Given that bánh xèo may be unfamiliar to foreign visitors, Moritz eagerly demonstrates the art of wrapping and enjoying it.
“Since Moritz started assisting me, the eatery has seen a surge in both Vietnamese and international clientele,” Duyen added.
Having spent over three months in Hanoi, Moritz has forged numerous friendships with locals, including neighbors and vendors near the eatery.
Moritz, a 28-year-old Swiss man, and his girlfriend, Le Duyen, watch a smartphone together at her eatery on Phan Dinh Phung Street in Hanoi. Photo: Nguyen Hien / Tuoi Tre |
Embracing his role in assisting his girlfriend at the shop, Moritz finds it rewarding, affording him ample opportunities to engage with Duyen and enhance his proficiency in the Vietnamese language.
While Moritz had dabbled in Vietnamese previously, his knowledge was limited.

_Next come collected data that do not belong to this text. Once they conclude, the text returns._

// ---------------------------------------------------------------------------
// Consumer API
// ---------------------------------------------------------------------------

impl PretenderDynamoDB {
    /// Handle `ListStreams`.
    pub async fn handle_list_streams(
        &self,
        input: ListStreamsInput,
    ) -> Result<ListStreamsOutput, DynamoDBError> {
        let all_names = self.state.list_table_names().await?;
        let mut summaries = Vec::new();
        for name in &all_names {
            if let Some(ref filter) = input.table_name {
                if filter != name {
                    continue;
                }
            }
            let Some(table) = self.state.get_table(name).await? else {
                continue;
            };
            if !table
                .stream_specification
                .as_ref()
                .is_some_and(|s| s.stream_enabled)
            {
                continue;
            }
            summaries.push(stream_summary(&table));
        }
        summaries.sort_by(|a, b| a.stream_arn.cmp(&b.stream_arn));

        let limit = usize::try_from(input.limit.unwrap_or(100).clamp(1, 100)).unwrap_or(100);
        let start_idx = match &input.exclusive_start_stream_arn {
            Some(start) => summaries
                .iter()
                .position(|s| s.stream_arn.as_deref() > Some(start.as_str()))
                .unwrap_or(summaries.len()),
            None => 0,
        };
        let page: Vec<_> = summaries.into_iter().skip(start_idx).take(limit + 1).collect();
        let (streams, last) = if page.len() > limit {
            let last = page[limit - 1].stream_arn.clone();
            (page[..limit].to_vec(), last)
        } else {
            (page, None)
        };

        Ok(ListStreamsOutput {
            streams,
            last_evaluated_stream_arn: last,
        })
    }

    /// Handle `DescribeStream`.
    pub async fn handle_describe_stream(
        &self,
        input: DescribeStreamInput,
    ) -> Result<DescribeStreamOutput, DynamoDBError> {
        let table = self.resolve_stream(&input.stream_arn).await?;

        let range: Option<(i64,)> = sqlx::query_as(
            "SELECT MIN(sequence_no) FROM stream_records WHERE stream_id = $1",
        )
        .bind(&table.table_id)
        .fetch_optional(self.state.pool())
        .await
        .map_err(|e| DynamoDBError::internal_error(e.to_string()))?;

        let starting = range.map(|(n,)| n.to_string());

        let shard = Shard {
            shard_id: SHARD_ID.to_owned(),
            sequence_number_range: Some(SequenceNumberRange {
                starting_sequence_number: starting,
                ending_sequence_number: None,
            }),
        };

        Ok(DescribeStreamOutput {
            stream_description: Some(StreamDescription {
                stream_arn: Some(stream_arn(&table)),
                stream_label: Some(stream_label(&table)),
                stream_status: Some(StreamStatus::Enabled),
                stream_view_type: table.stream_specification.as_ref().and_then(|s| s.stream_view_type),
                creation_request_date_time: Some(table.created_at.timestamp() as f64),
                table_name: Some(table.name.clone()),
                key_schema: table.key_schema_elements.clone(),
                shards: vec![shard],
                last_evaluated_shard_id: None,
            }),
        })
    }

    /// Handle `GetShardIterator`.
    pub async fn handle_get_shard_iterator(
        &self,
        input: GetShardIteratorInput,
    ) -> Result<GetShardIteratorOutput, DynamoDBError> {
        let table = self.resolve_stream(&input.stream_arn).await?;
        if input.shard_id != SHARD_ID {
            return Err(DynamoDBError::resource_not_found("Shard not found"));
        }

        let next_sequence = match input.shard_iterator_type {
            ShardIteratorType::TrimHorizon => 0,
            ShardIteratorType::Latest => {
                let (max,): (Option<i64>,) = sqlx::query_as(
                    "SELECT MAX(sequence_no) FROM stream_records WHERE stream_id = $1",
                )
                .bind(&table.table_id)
                .fetch_one(self.state.pool())
                .await
                .map_err(|e| DynamoDBError::internal_error(e.to_string()))?;
                max.unwrap_or(0) + 1
            }
            ShardIteratorType::AtSequenceNumber => parse_sequence_number(&input.sequence_number)?,
            ShardIteratorType::AfterSequenceNumber => {
                parse_sequence_number(&input.sequence_number)? + 1
            }
        };

        Ok(GetShardIteratorOutput {
            shard_iterator: Some(encode_iterator(&table.table_id, next_sequence)),
        })
    }

    /// Handle `GetRecords`.
    pub async fn handle_get_records(
        &self,
        input: GetRecordsInput,
    ) -> Result<GetRecordsOutput, DynamoDBError> {
        let (table_id, next_sequence) = decode_iterator(&input.shard_iterator)?;
        let limit = i64::from(input.limit.unwrap_or(1000).clamp(1, 1000));

        let rows: Vec<StreamRecordRow> = sqlx::query_as(
            "SELECT sequence_no, event_name, keys_json, old_image_json, new_image_json, \
                    user_identity_json, created_at \
             FROM stream_records WHERE stream_id = $1 AND sequence_no >= $2 \
             ORDER BY sequence_no ASC LIMIT $3",
        )
        .bind(&table_id)
        .bind(next_sequence)
        .bind(limit)
        .fetch_all(self.state.pool())
        .await
        .map_err(|e| DynamoDBError::internal_error(e.to_string()))?;

        let advanced = rows.last().map(|r| r.sequence_no + 1);
        let records = rows.into_iter().map(StreamRecordRow::into_wire).collect();

        Ok(GetRecordsOutput {
            records,
            next_shard_iterator: Some(encode_iterator(
                &table_id,
                advanced.unwrap_or(next_sequence),
            )),
        })
    }

    /// Resolve a stream ARN to its owning table, verifying the ARN is the
    /// table's current one (stale after e.g. a table recreation).
    async fn resolve_stream(&self, arn: &str) -> Result<Arc<DynamoDBTable>, DynamoDBError> {
        let name = table_name_from_stream_arn(arn)
            .ok_or_else(|| DynamoDBError::resource_not_found("Stream not found"))?;
        let table = self.state.require_table(name).await?;
        if stream_arn(&table) != arn
            || !table
                .stream_specification
                .as_ref()
                .is_some_and(|s| s.stream_enabled)
        {
            return Err(DynamoDBError::resource_not_found("Stream not found"));
        }
        Ok(table)
    }
}
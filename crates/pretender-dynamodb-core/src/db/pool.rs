//! Pool construction and migration runner for the Postgres-backed item store.

use anyhow::{Context, Result};
use sqlx::PgPool;
use sqlx::postgres::PgPoolOptions;

/// Ordered schema migrations, applied once at startup. Each is idempotent
/// (`CREATE TABLE IF NOT EXISTS`), so re-running them against an
/// already-migrated database is a no-op.
const MIGRATIONS: &[&str] = &[
    include_str!("../../migrations/0001_tables.sql"),
    include_str!("../../migrations/0002_items.sql"),
    include_str!("../../migrations/0003_gsi_projections.sql"),
    include_str!("../../migrations/0004_stream_records.sql"),
    include_str!("../../migrations/0005_stream_identity.sql"),
];

/// Create a connection pool against `database_url`.
pub async fn create_pool(database_url: &str, max_connections: u32) -> Result<PgPool> {
    PgPoolOptions::new()
        .max_connections(max_connections)
        .connect(database_url)
        .await
        .context("failed to connect to the Postgres backend")
}

/// Apply every migration in order.
pub async fn run_migrations(pool: &PgPool) -> Result<()> {
    for migration in MIGRATIONS {
        sqlx::raw_sql(migration)
            .execute(pool)
            .await
            .context("failed to apply schema migration")?;
    }
    Ok(())
}

#[cfg(test)]
mod tests {
    use super::*;

    #[tokio::test]
    #[ignore] // Requires a database connection.
    async fn test_should_connect_and_migrate() {
        let pool = create_pool("postgres://localhost:5432/pretenderdb_test", 5)
            .await
            .unwrap();
        run_migrations(&pool).await.unwrap();
    }
}
//! DynamoDB HTTP response body type.

use std::pin::Pin;
use std::task::{Context, Poll};

use bytes::Bytes;
use http_body_util::Full;

/// Response body for DynamoDB HTTP responses.
///
/// All DynamoDB responses are either JSON (buffered) or empty.
#[derive(Debug, Default)]
pub enum DynamoDBResponseBody {
    /// A fully buffered response body (JSON payload).
    Buffered(Full<Bytes>),
    /// An empty body (e.g. for error responses with no body).
    #[default]
    Empty,
}

impl DynamoDBResponseBody {
    /// Create a response body from raw bytes.
    #[must_use]
    pub fn from_bytes(data: impl Into<Bytes>) -> Self {
        Self::Buffered(Full::new(data.into()))
    }

    /// Create an empty response body.
    #[must_use]
    pub fn empty() -> Self {
        Self::Empty
    }

    /// Create a response body from a JSON-serialized value.
    #[must_use]
    pub fn from_json(json: Vec<u8>) -> Self {
        Self::Buffered(Full::new(Bytes::from(json)))
    }
}

impl http_body::Body for DynamoDBResponseBody {
    type Data = Bytes;
    type Error = std::io::Error;

    fn poll_frame(
        self: Pin<&mut Self>,
        cx: &mut Context<'_>,
    ) -> Poll<Option<Result<http_body::Frame<Self::Data>, Self::Error>>> {
        match self.get_mut() {
            Self::Buffered(full) => Pin::new(full)
                .poll_frame(cx)
                .map_err(|never| match never {}),
            Self::Empty => Poll::Ready(None),
        }
    }

    fn is_end_stream(&self) -> bool {
        match self {
            Self::Buffered(full) => full.is_end_stream(),
            Self::Empty => true,
        }
    }

    fn size_hint(&self) -> http_body::SizeHint {
        match self {
            Self::Buffered(full) => full.size_hint(),
            Self::Empty => http_body::SizeHint::with_exact(0),
        }
    }
}
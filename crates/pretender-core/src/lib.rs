//! Core types, configuration, and state management for Pretender.
//!
//! This crate provides the foundational building blocks shared across all
//! Pretender service implementations, including multi-account/multi-region
//! state management, configuration, and common AWS type definitions.

mod config;
mod error;
mod state;
mod types;

pub use config::PretenderCoreConfig;
pub use error::{PretenderCoreError, PretenderCoreResult};
pub use state::AccountRegionStore;
pub use types::{AccountId, AwsRegion};
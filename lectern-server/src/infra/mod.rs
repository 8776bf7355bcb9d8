pub mod app_state;
pub mod config;

pub use app_state::AppState;
pub use config::Config;
//! Interfaces to services the core consumes but does not implement.
//!
//! The host system supplies object storage and notification delivery; the
//! core stores opaque storage ids and emits fire-and-forget events.

use async_trait::async_trait;
#[cfg(any(test, feature = "mocks"))]
use mockall::automock;

use lectern_model::{CourseId, CourseStatus, UserId};

/// Resolves an opaque storage id to a time-limited playback URL.
///
/// Signing and expiry policy belong to the host; the core never persists
/// the resolved URL.
#[cfg_attr(any(test, feature = "mocks"), automock)]
pub trait PlaybackUrlResolver: Send + Sync {
    fn signed_url(&self, storage_id: &str) -> String;
}

/// Fire-and-forget platform events. Delivery failures are logged by the
/// implementation and never propagate to the triggering write.
#[cfg_attr(any(test, feature = "mocks"), automock)]
#[async_trait]
pub trait EnrollmentNotifier: Send + Sync {
    async fn enrollment_created(&self, user_id: UserId, course_id: CourseId);
    async fn course_status_changed(&self, course_id: CourseId, status: CourseStatus);
}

Now, with Duyen as his tutor, his grasp of the language has significantly improved with each day passing.
Every day, the shop sells between 80 and 100 servings of bánh xèo and approximately 300 to 400 skewers of nem lụi.
Le Duyen’s eatery on Phan Dinh Phung Street in Hanoi. Photo: Nguyen Hien / Tuoi Tre |
Many diners are drawn to the shop out of curiosity to see a foreign man cooking Vietnamese dishes on the street.
Continuously grilling nem lụi to meet customer demands, Moritz views this endeavor as a new chapter in life.
He expresses a desire to extend his stay in Vietnam longer, with the exact duration remaining uncertain.